*** Opening of WORKING DATA ***

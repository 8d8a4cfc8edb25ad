use crate::element::{cast, AccElement, LogitElement};
use crate::error::ComputeError;
use crate::sharing::UnsafeSharedRef;
use crate::{iter_range_par, run_par};

/// Row-wise log-partition of an `[N, D]` logit matrix.
///
/// Two passes per row: find the maximum, then accumulate
/// `sum(exp(x - max))` and emit `max + log(sum)`. `N` is the full padded
/// lattice in dense mode and the packed-cell count in sparse mode. Rows are
/// independent, so the reduction is a parallel-for over rows.
pub(crate) fn log_sum_exp_2d<L: LogitElement, A: AccElement>(
    num_rows: usize,
    dim: usize,
    logits: &[L],
    outputs: &mut [A],
) -> Result<(), ComputeError> {
    debug_assert!(dim >= 1, "empty vocabulary rows are not reducible");
    debug_assert!(logits.len() >= num_rows * dim);
    debug_assert!(outputs.len() >= num_rows);

    let shared_outputs = UnsafeSharedRef::new(outputs);

    run_par!(|| {
        iter_range_par!(0, num_rows).for_each(|row| unsafe {
            let outputs = shared_outputs.get();
            let row_logits = &logits[row * dim..(row + 1) * dim];

            let mut max: A = cast(row_logits[0]);
            for &x in &row_logits[1..] {
                let x: A = cast(x);
                if x > max {
                    max = x;
                }
            }

            let mut sum = A::zero();
            for &x in row_logits {
                sum += (cast::<L, A>(x) - max).exp_elem();
            }

            outputs[row] = max + sum.log_elem();
        })
    });

    Ok(())
}

#[cfg(test)]
mod tests {
    use super::*;
    use approx::assert_relative_eq;

    #[test]
    fn uniform_row_reduces_to_log_dim() {
        let logits = [0.0f32; 8];
        let mut out = [0.0f32; 2];

        log_sum_exp_2d(2, 4, &logits, &mut out).unwrap();

        assert_relative_eq!(out[0], 4.0f32.ln(), max_relative = 1e-6);
        assert_relative_eq!(out[1], 4.0f32.ln(), max_relative = 1e-6);
    }

    #[test]
    fn matches_naive_reference() {
        let logits = [1.5f32, -0.25, 3.0, -2.0, 0.75];
        let mut out = [0.0f32; 1];

        log_sum_exp_2d(1, 5, &logits, &mut out).unwrap();

        let naive: f32 = logits.iter().map(|x| x.exp()).sum::<f32>().ln();
        assert_relative_eq!(out[0], naive, max_relative = 1e-6);
    }

    #[test]
    fn large_magnitudes_stay_finite() {
        let logits = [1000.0f32, 999.0, 998.0];
        let mut out = [0.0f32; 1];

        log_sum_exp_2d(1, 3, &logits, &mut out).unwrap();

        let expected = 1000.0 + (1.0f32 + (-1.0f32).exp() + (-2.0f32).exp()).ln();
        assert!(out[0].is_finite());
        assert_relative_eq!(out[0], expected, max_relative = 1e-6);
    }

    #[test]
    fn half_precision_input_widens() {
        use half::f16;

        let logits = [f16::from_f32(0.5), f16::from_f32(-0.5)];
        let mut out = [0.0f32; 1];

        log_sum_exp_2d(1, 2, &logits, &mut out).unwrap();

        let expected = (0.5f32.exp() + (-0.5f32).exp()).ln();
        assert_relative_eq!(out[0], expected, max_relative = 1e-3);
    }
}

*** Close of WORKING DATA ***

Write the material above out again, exactly as it reads.

**WRITTEN ANSWER**
repository 8d8a4cfc8edb25ad
use crate::element::{cast, AccElement, LogitElement};
use crate::error::ComputeError;
use crate::sharing::UnsafeSharedRef;
use crate::{iter_range_par, run_par};

/// Row-wise log-partition of an `[N, D]` logit matrix.
///
/// Two passes per row: find the maximum, then accumulate
/// `sum(exp(x - max))` and emit `max + log(sum)`. `N` is the full padded
/// lattice in dense mode and the packed-cell count in sparse mode. Rows are
/// independent, so the reduction is a parallel-for over rows.
pub(crate) fn log_sum_exp_2d<L: LogitElement, A: AccElement>(
    num_rows: usize,
    dim: usize,
    logits: &[L],
    outputs: &mut [A],
) -> Result<(), ComputeError> {
    debug_assert!(dim >= 1, "empty vocabulary rows are not reducible");
    debug_assert!(logits.len() >= num_rows * dim);
    debug_assert!(outputs.len() >= num_rows);

    let shared_outputs = UnsafeSharedRef::new(outputs);

    run_par!(|| {
        iter_range_par!(0, num_rows).for_each(|row| unsafe {
            let outputs = shared_outputs.get();
            let row_logits = &logits[row * dim..(row + 1) * dim];

            let mut max: A = cast(row_logits[0]);
            for &x in &row_logits[1..] {
                let x: A = cast(x);
                if x > max {
                    max = x;
                }
            }

            let mut sum = A::zero();
            for &x in row_logits {
                sum += (cast::<L, A>(x) - max).exp_elem();
            }

            outputs[row] = max + sum.log_elem();
        })
    });

    Ok(())
}

#[cfg(test)]
mod tests {
    use super::*;
    use approx::assert_relative_eq;

    #[test]
    fn uniform_row_reduces_to_log_dim() {
        let logits = [0.0f32; 8];
        let mut out = [0.0f32; 2];

        log_sum_exp_2d(2, 4, &logits, &mut out).unwrap();

        assert_relative_eq!(out[0], 4.0f32.ln(), max_relative = 1e-6);
        assert_relative_eq!(out[1], 4.0f32.ln(), max_relative = 1e-6);
    }

    #[test]
    fn matches_naive_reference() {
        let logits = [1.5f32, -0.25, 3.0, -2.0, 0.75];
        let mut out = [0.0f32; 1];

        log_sum_exp_2d(1, 5, &logits, &mut out).unwrap();

        let naive: f32 = logits.iter().map(|x| x.exp()).sum::<f32>().ln();
        assert_relative_eq!(out[0], naive, max_relative = 1e-6);
    }

    #[test]
    fn large_magnitudes_stay_finite() {
        let logits = [1000.0f32, 999.0, 998.0];
        let mut out = [0.0f32; 1];

        log_sum_exp_2d(1, 3, &logits, &mut out).unwrap();

        let expected = 1000.0 + (1.0f32 + (-1.0f32).exp() + (-2.0f32).exp()).ln();
        assert!(out[0].is_finite());
        assert_relative_eq!(out[0], expected, max_relative = 1e-6);
    }

    #[test]
    fn half_precision_input_widens() {
        use half::f16;

        let logits = [f16::from_f32(0.5), f16::from_f32(-0.5)];
        let mut out = [0.0f32; 1];

        log_sum_exp_2d(1, 2, &logits, &mut out).unwrap();

        let expected = (0.5f32.exp() + (-0.5f32).exp()).ln();
        assert_relative_eq!(out[0], expected, max_relative = 1e-3);
    }
}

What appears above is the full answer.